--- START ---

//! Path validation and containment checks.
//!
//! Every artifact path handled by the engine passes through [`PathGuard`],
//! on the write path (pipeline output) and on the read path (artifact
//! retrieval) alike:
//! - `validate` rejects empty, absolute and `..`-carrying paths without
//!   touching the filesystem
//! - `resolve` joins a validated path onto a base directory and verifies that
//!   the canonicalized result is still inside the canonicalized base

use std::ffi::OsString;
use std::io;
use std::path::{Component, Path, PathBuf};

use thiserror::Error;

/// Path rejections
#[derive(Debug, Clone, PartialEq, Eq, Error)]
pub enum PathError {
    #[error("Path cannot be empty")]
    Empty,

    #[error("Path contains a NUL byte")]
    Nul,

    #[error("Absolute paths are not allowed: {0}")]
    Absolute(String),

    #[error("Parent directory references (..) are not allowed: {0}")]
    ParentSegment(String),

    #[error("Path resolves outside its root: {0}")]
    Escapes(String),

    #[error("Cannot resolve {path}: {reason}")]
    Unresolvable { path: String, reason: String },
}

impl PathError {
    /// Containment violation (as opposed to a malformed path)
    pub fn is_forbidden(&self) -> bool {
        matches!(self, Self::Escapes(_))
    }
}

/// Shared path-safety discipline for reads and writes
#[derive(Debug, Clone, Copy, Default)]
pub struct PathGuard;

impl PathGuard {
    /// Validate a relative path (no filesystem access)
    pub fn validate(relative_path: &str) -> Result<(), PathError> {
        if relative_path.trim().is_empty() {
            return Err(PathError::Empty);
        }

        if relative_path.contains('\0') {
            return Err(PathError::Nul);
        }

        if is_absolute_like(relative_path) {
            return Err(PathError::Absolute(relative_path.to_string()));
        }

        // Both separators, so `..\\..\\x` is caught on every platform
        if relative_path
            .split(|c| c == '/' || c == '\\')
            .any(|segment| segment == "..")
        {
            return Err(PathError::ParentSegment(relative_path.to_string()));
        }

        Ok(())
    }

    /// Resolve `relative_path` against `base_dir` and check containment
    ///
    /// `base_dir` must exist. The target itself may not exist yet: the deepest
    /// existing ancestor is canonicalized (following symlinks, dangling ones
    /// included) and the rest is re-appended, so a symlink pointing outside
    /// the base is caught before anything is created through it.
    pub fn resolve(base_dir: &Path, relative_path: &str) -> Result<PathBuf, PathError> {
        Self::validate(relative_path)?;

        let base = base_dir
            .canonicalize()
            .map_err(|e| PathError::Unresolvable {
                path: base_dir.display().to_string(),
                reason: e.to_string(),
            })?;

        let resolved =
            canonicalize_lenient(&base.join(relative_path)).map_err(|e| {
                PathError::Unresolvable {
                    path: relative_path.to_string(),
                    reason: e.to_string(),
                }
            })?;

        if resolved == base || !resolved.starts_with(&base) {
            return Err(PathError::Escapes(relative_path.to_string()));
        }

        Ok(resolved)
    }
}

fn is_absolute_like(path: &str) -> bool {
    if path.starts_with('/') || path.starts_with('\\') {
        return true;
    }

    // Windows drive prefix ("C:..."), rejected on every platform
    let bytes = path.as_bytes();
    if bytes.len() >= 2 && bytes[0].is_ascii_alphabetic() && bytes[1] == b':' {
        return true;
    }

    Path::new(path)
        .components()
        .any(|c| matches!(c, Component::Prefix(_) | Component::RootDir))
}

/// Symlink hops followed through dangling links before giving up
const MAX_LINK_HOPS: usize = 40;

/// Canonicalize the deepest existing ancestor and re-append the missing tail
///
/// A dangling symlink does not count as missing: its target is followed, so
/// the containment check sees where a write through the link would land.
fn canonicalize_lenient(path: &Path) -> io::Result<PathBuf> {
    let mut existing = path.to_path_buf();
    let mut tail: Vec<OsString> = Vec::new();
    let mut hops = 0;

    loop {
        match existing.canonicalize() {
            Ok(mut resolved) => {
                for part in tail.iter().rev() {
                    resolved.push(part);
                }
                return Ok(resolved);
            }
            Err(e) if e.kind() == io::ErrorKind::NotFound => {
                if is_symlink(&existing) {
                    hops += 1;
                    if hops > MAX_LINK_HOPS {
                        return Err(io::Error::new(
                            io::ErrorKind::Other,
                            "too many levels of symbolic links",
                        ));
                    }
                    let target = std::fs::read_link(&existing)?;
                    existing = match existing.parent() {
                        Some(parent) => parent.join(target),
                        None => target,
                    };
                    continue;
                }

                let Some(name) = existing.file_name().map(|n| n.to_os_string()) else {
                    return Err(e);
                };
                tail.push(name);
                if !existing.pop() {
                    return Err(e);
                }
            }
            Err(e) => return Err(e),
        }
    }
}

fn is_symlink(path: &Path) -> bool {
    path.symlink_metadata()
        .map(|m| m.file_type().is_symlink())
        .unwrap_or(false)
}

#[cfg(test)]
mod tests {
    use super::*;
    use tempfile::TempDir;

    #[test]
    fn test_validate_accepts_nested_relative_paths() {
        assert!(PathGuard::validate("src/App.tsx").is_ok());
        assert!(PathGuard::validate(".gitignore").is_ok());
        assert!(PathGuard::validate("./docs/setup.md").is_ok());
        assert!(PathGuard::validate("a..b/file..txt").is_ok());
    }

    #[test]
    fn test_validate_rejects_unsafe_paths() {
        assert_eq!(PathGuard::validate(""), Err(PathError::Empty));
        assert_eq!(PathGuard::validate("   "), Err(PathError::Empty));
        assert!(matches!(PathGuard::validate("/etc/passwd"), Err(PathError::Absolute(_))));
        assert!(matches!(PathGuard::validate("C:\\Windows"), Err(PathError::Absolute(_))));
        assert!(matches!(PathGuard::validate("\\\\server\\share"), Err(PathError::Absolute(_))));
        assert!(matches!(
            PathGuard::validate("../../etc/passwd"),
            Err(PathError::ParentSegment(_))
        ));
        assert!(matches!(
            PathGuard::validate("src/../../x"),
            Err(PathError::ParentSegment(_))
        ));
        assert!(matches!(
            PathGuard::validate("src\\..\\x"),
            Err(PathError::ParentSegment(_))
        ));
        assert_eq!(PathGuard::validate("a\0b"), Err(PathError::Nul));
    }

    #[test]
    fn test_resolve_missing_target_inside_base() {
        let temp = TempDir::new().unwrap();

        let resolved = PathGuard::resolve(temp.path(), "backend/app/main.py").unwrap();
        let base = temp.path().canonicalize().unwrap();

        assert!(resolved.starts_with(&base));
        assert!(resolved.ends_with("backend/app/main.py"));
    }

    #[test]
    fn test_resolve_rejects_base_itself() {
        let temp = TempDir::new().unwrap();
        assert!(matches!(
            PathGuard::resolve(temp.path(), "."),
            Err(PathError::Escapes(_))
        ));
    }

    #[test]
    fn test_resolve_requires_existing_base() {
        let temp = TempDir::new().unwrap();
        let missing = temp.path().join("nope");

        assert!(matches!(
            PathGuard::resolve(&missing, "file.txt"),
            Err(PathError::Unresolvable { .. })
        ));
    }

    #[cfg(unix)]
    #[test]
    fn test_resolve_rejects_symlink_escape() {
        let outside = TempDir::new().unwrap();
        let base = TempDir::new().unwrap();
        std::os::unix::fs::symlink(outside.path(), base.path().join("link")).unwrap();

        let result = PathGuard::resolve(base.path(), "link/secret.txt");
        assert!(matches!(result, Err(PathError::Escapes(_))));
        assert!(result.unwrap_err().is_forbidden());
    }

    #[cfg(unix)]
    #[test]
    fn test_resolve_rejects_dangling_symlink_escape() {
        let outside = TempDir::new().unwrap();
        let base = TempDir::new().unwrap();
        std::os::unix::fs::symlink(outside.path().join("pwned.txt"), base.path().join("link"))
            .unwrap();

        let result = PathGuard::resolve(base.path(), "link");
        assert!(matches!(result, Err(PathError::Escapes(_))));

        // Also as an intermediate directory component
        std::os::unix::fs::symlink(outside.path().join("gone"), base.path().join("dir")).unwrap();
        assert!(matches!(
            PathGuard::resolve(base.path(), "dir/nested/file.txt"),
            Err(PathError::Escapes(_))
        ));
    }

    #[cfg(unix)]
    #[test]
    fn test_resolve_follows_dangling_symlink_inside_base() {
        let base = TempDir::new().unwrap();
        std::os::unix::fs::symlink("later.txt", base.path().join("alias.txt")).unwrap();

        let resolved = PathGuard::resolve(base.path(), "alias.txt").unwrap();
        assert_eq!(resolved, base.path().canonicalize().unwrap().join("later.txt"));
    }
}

--- END ---

### PROBLEM TO WORK ON:
Show each line from the listing above that includes the word "allowed".

### WORKED SOLUTION:
    #[error("Absolute paths are not allowed: {0}")]
    #[error("Parent directory references (..) are not allowed: {0}")]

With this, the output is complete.